The Project Arts Centre presents The Last of The Red Wine. the prequel / sequel, open 11 November 2011–14 January 2012. Participants: Doug Fishbone, Hayley Newman, Kim Noble, Sally O’Reilly, Michelle Owoo, Colin Perry, Caroline Smith and Bedwyr Williams


“The Last of the Red Wine (the prequel / sequel).” Exhibition view: Bedwyr Williams, “The Jynx,” 2009–11.

What sort of artists would allow themselves to be involved in a sitcom based in the art world? According to common clichés, they would perhaps be narcissistic or arrogant or obtuse or opportunist. You might think that art is given a hard enough time in the media without ‘insiders’ holding themselves up for ridicule too. Early in 2011, however, an unlikely group of artists, comedians and writers worked together on The Last of the Red Wine, a radio sitcom based in the artworld. Used to being the subject of their own work, the collaborators instead cast themselves in a collective farce, written and performed in the course of one week.

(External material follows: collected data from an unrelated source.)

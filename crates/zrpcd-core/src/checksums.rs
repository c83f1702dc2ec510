//! Checksums sidecar loader (§4.2, §6 Filesystem): an optional
//! `checksums.asc` next to the daemon binary, feeding the readiness
//! banner's `data.checksums` field.

use std::collections::BTreeMap;
use std::path::{Path, PathBuf};

use crate::error::DaemonError;

/// Derives the sidecar path from the running executable's directory.
pub fn default_checksums_path() -> std::io::Result<PathBuf> {
    let exe = std::env::current_exe()?;
    let dir = exe.parent().unwrap_or_else(|| Path::new("."));
    Ok(dir.join("checksums.asc"))
}

/// Loads `<hash> <relative-path>` lines. A missing sidecar is tolerated and
/// yields `None` (§9: "absence tolerated"); a present-but-unreadable sidecar
/// (permissions, not-a-file) is a startup defect.
pub fn load(path: &Path) -> Result<Option<BTreeMap<String, String>>, DaemonError> {
    match std::fs::read_to_string(path) {
        Ok(contents) => Ok(Some(parse(&contents))),
        Err(err) if err.kind() == std::io::ErrorKind::NotFound => Ok(None),
        Err(source) => Err(DaemonError::ChecksumsRead {
            path: path.to_path_buf(),
            source,
        }),
    }
}

fn parse(contents: &str) -> BTreeMap<String, String> {
    contents
        .lines()
        .filter_map(|line| {
            let mut parts = line.split_whitespace();
            let hash = parts.next()?;
            let rel_path = parts.next()?;
            Some((rel_path.to_string(), hash.to_string()))
        })
        .collect()
}

#[cfg(test)]
mod tests {
    use super::*;

    #[test]
    fn parses_whitespace_separated_lines() {
        let parsed = parse("deadbeef  bin/zrpcd\ncafef00d  lib/libhelper.so\n");
        assert_eq!(parsed.get("bin/zrpcd"), Some(&"deadbeef".to_string()));
        assert_eq!(parsed.len(), 2);
    }

    #[test]
    fn missing_file_is_tolerated() {
        let result = load(Path::new("/nonexistent/checksums.asc")).unwrap();
        assert!(result.is_none());
    }

    #[test]
    fn blank_lines_are_skipped() {
        let parsed = parse("\n\ndeadbeef  bin/zrpcd\n\n");
        assert_eq!(parsed.len(), 1);
    }
}
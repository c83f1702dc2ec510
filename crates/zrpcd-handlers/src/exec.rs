//! Shared marshal/exec/demarshal plumbing used by every handler adapter.
//!
//! Grounded in `worker.go`'s `processRequest`: a non-nil handler error
//! carries the channel's last exit code as the JSON-RPC error code, and the
//! helper's stderr (or a locally-built message) as the error text.

use std::collections::BTreeMap;
use std::sync::Arc;

use zrpcd_core::protocol::Notification;
use zrpcd_core::stream::{parse_metadata_block, poll_progress_forever, wait_for_ready_flag};
use zrpcd_core::{ChannelError, HandlerContext, HandlerError};

pub async fn exec_argv(ctx: &mut HandlerContext<'_>, argv: &[String]) -> Result<String, HandlerError> {
    let output = ctx.channel.exec(argv).await.map_err(channel_error)?;
    let exit = ctx.channel.last_exit_code();
    if exit != 0 {
        return Err(HandlerError::from_exit(exit, &output.stderr));
    }
    Ok(String::from_utf8_lossy(&output.stdout).into_owned())
}

pub async fn exec_argv_with_stdin(
    ctx: &mut HandlerContext<'_>,
    argv: &[String],
    payload: &[u8],
) -> Result<String, HandlerError> {
    let output = ctx
        .channel
        .exec_with_stdin_payload(argv, payload)
        .await
        .map_err(channel_error)?;
    let exit = ctx.channel.last_exit_code();
    if exit != 0 {
        return Err(HandlerError::from_exit(exit, &output.stderr));
    }
    Ok(String::from_utf8_lossy(&output.stdout).into_owned())
}

/// Which side of the FIFO the helper plays: read-side (`receiveStream`,
/// the daemon fills the pipe) or write-side (`sendStream`, the client
/// fills it and the helper drains it).
#[derive(Debug, Clone, Copy, PartialEq, Eq)]
pub enum StreamDirection {
    Receive,
    Send,
}

/// Runs the FIFO-backed bulk transfer protocol (§4.5) around one `exec`
/// call: creates the FIFO, announces it, appends `--pipe-path` to argv,
/// races optional progress/ready-flag notifiers against the blocking
/// `exec`, then parses the helper's post-transfer metadata block.
///
/// The progress-poll and ready-wait loops run as independently spawned
/// tasks rather than under `tokio::select!` with `exec`: `select!` cancels
/// every other branch the instant one completes, which would be wrong here
/// since the ready-wait loop can finish (successfully or via its own
/// timeout) while `exec` is still running. Spawning lets both run to their
/// own completion or be explicitly aborted once `exec` returns.
pub async fn exec_streamed(
    ctx: &mut HandlerContext<'_>,
    mut argv: Vec<String>,
    stream_id: u64,
    direction: StreamDirection,
) -> Result<BTreeMap<String, String>, HandlerError> {
    let pipe_path = ctx.stream.create_fifo(stream_id).map_err(|err| {
        HandlerError::generic(format!("Failed to create stream FIFO: {err}"))
    })?;
    let pipe_path_str = pipe_path.display().to_string();

    let notification = match direction {
        StreamDirection::Receive => Notification::receive_stream(stream_id, &pipe_path_str, None),
        StreamDirection::Send => Notification::send_stream(stream_id, &pipe_path_str),
    };
    let _ = ctx.output.emit(&notification);

    argv.push("--pipe-path".to_string());
    argv.push(pipe_path_str.clone());

    let progress_task = ctx.channel.shmem().map(|shmem| {
        let output = Arc::clone(&ctx.output);
        tokio::spawn(async move { poll_progress_forever(&output, &shmem, stream_id).await })
    });

    let ready_task = if direction == StreamDirection::Receive {
        ctx.channel.shmem().map(|shmem| {
            let output = Arc::clone(&ctx.output);
            let pipe_path_str = pipe_path_str.clone();
            tokio::spawn(async move {
                if let Some(content_length) = wait_for_ready_flag(&shmem).await {
                    let _ = output.emit(&Notification::receive_stream(
                        stream_id,
                        &pipe_path_str,
                        Some(content_length as u64),
                    ));
                }
            })
        })
    } else {
        None
    };

    let exec_result = ctx.channel.exec(&argv).await;

    if let Some(task) = progress_task {
        task.abort();
    }
    if let Some(task) = ready_task {
        task.abort();
    }
    ctx.stream.remove_fifo(&pipe_path);

    let output = exec_result.map_err(channel_error)?;
    let exit = ctx.channel.last_exit_code();
    if exit != 0 {
        return Err(HandlerError::from_exit(exit, &output.stderr));
    }
    Ok(parse_metadata_block(&String::from_utf8_lossy(&output.stdout)))
}

fn channel_error(err: ChannelError) -> HandlerError {
    HandlerError::generic(format!("Failed to execute command: {err}"))
}

/// Splits the helper's CSV-style stdout into trimmed, non-empty rows of
/// comma-separated fields (the convention the original CLI uses for list
/// output, e.g. `name, dsorg, volser`).
pub fn csv_rows(text: &str) -> Vec<Vec<String>> {
    text.trim()
        .lines()
        .filter(|line| !line.trim().is_empty())
        .map(|line| line.split(',').map(|field| field.trim().to_string()).collect())
        .collect()
}
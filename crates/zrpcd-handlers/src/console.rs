//! Console operations (§6): `consoleCommand`. Argv shape grounded in
//! `original_source/native/golang/issue.go`.

use serde::{Deserialize, Serialize};
use serde_json::Value;
use zrpcd_core::{HandlerContext, HandlerFuture};

use crate::exec::exec_argv;

#[derive(Deserialize)]
#[serde(rename_all = "camelCase")]
struct ConsoleCommandParams {
    command_text: String,
    console_name: String,
}

#[derive(Serialize)]
#[serde(rename_all = "camelCase")]
struct ConsoleCommandResponse {
    data: String,
}

pub fn console_command<'a>(ctx: &'a mut HandlerContext<'a>, params: Value) -> HandlerFuture<'a> {
    Box::pin(async move {
        let params: ConsoleCommandParams = serde_json::from_value(params)?;
        let argv = vec![
            "console".to_string(),
            "issue".to_string(),
            params.command_text,
            "--cn".to_string(),
            params.console_name,
        ];
        let data = exec_argv(ctx, &argv).await?;
        Ok(serde_json::to_value(ConsoleCommandResponse { data })?)
    })
}
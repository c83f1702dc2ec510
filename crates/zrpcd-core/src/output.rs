//! The output serializer (§4.6): the only writer of the daemon's stdout.
//!
//! Handlers and poll loops may run concurrently, but emission of any
//! complete line is serialized by one process-wide mutex held only across
//! the `write + newline` pair (§5 Shared resources & locks).

use std::io::Write;
use std::sync::Mutex;

use serde::Serialize;

pub struct OutputSink {
    stdout: Mutex<std::io::Stdout>,
}

impl OutputSink {
    pub fn new() -> Self {
        Self {
            stdout: Mutex::new(std::io::stdout()),
        }
    }

    /// Serializes `value` to one JSON line and writes it atomically.
    /// Serialization failures are reported as `-32603` elsewhere; this
    /// function only panics on a poisoned mutex, which would indicate a
    /// prior writer panicked mid-write — not a condition this daemon's
    /// handler code can trigger since handlers never hold the lock.
    pub fn emit(&self, value: &impl Serialize) -> std::io::Result<()> {
        let mut line = serde_json::to_vec(value).map_err(std::io::Error::other)?;
        line.push(b'\n');
        let mut guard = self.stdout.lock().unwrap_or_else(|poison| poison.into_inner());
        guard.write_all(&line)?;
        guard.flush()
    }
}

impl Default for OutputSink {
    fn default() -> Self {
        Self::new()
    }
}

#[cfg(test)]
mod tests {
    use super::*;

    #[test]
    fn emit_does_not_panic_on_simple_value() {
        let sink = OutputSink::new();
        sink.emit(&serde_json::json!({"a": 1})).unwrap();
    }
}
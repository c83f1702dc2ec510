//! `zrpcd` — line-oriented JSON-RPC daemon for z/OS dataset/USS/job/console
//! operations. CLI parsing and handler registration live here; the runtime
//! itself (dispatcher, worker pool, daemon loop) lives in `zrpcd-core`.

use std::path::PathBuf;

use clap::Parser;

use zrpcd_core::daemon::{self, DaemonConfig};
use zrpcd_core::Dispatcher;

#[derive(Debug, Parser)]
#[command(name = "zrpcd")]
#[command(about = "JSON-RPC daemon for z/OS dataset/USS/job/console operations")]
struct Args {
    /// Path to the native helper binary each worker's channel execs against.
    #[arg(long, env = "ZRPCD_HELPER_PATH", default_value = "zowe-native-proto")]
    helper_path: PathBuf,

    /// Number of persistent workers, each owning one helper child process.
    #[arg(long, default_value_t = 10)]
    num_workers: usize,

    /// Raise the file log layer from info to debug.
    #[arg(long)]
    verbose: bool,

    /// Copy the named pipe at PATH to stdout and exit, without starting the
    /// dispatcher or worker pool at all (§6 one-shot mode).
    #[arg(long)]
    pipe: Option<PathBuf>,

    /// Override the default `<exe_dir>/logs/zrpcd.log` destination.
    #[arg(long)]
    log_path: Option<PathBuf>,

    /// Override the default `<exe_dir>/checksums.asc` sidecar path.
    #[arg(long)]
    checksums_path: Option<PathBuf>,
}

#[tokio::main]
async fn main() {
    let args = Args::parse();

    if let Some(pipe_path) = args.pipe {
        if let Err(err) = daemon::copy_pipe_to_stdout(&pipe_path).await {
            eprintln!("zrpcd: fatal: {err}");
            std::process::exit(1);
        }
        return;
    }

    let mut dispatcher = Dispatcher::new();
    if let Err(err) = zrpcd_handlers::register_all(&mut dispatcher) {
        eprintln!("zrpcd: fatal: {err}");
        std::process::exit(1);
    }

    let config = DaemonConfig {
        helper_path: args.helper_path,
        num_workers: args.num_workers,
        verbose: args.verbose,
        log_path: args.log_path,
        checksums_path: args.checksums_path,
    };

    if let Err(err) = daemon::run(config, dispatcher).await {
        eprintln!("zrpcd: fatal: {err}");
        std::process::exit(1);
    }
}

Put together quickly, this sitcom was never going to be of industry standard. It was quite amusing in places and embarrassingly not in others; but the main point of interest was how a group of people with such different ideas of what is funny worked collaboratively, without anyone incurring too heavy an insult or injury. The next instalment of the sitcom at Project Arts Centre, The Last of the Red Wine (the prequel / sequel), dissects the mix of people and personalities involved in the original project and examines the processes of self-representation in their individual practices.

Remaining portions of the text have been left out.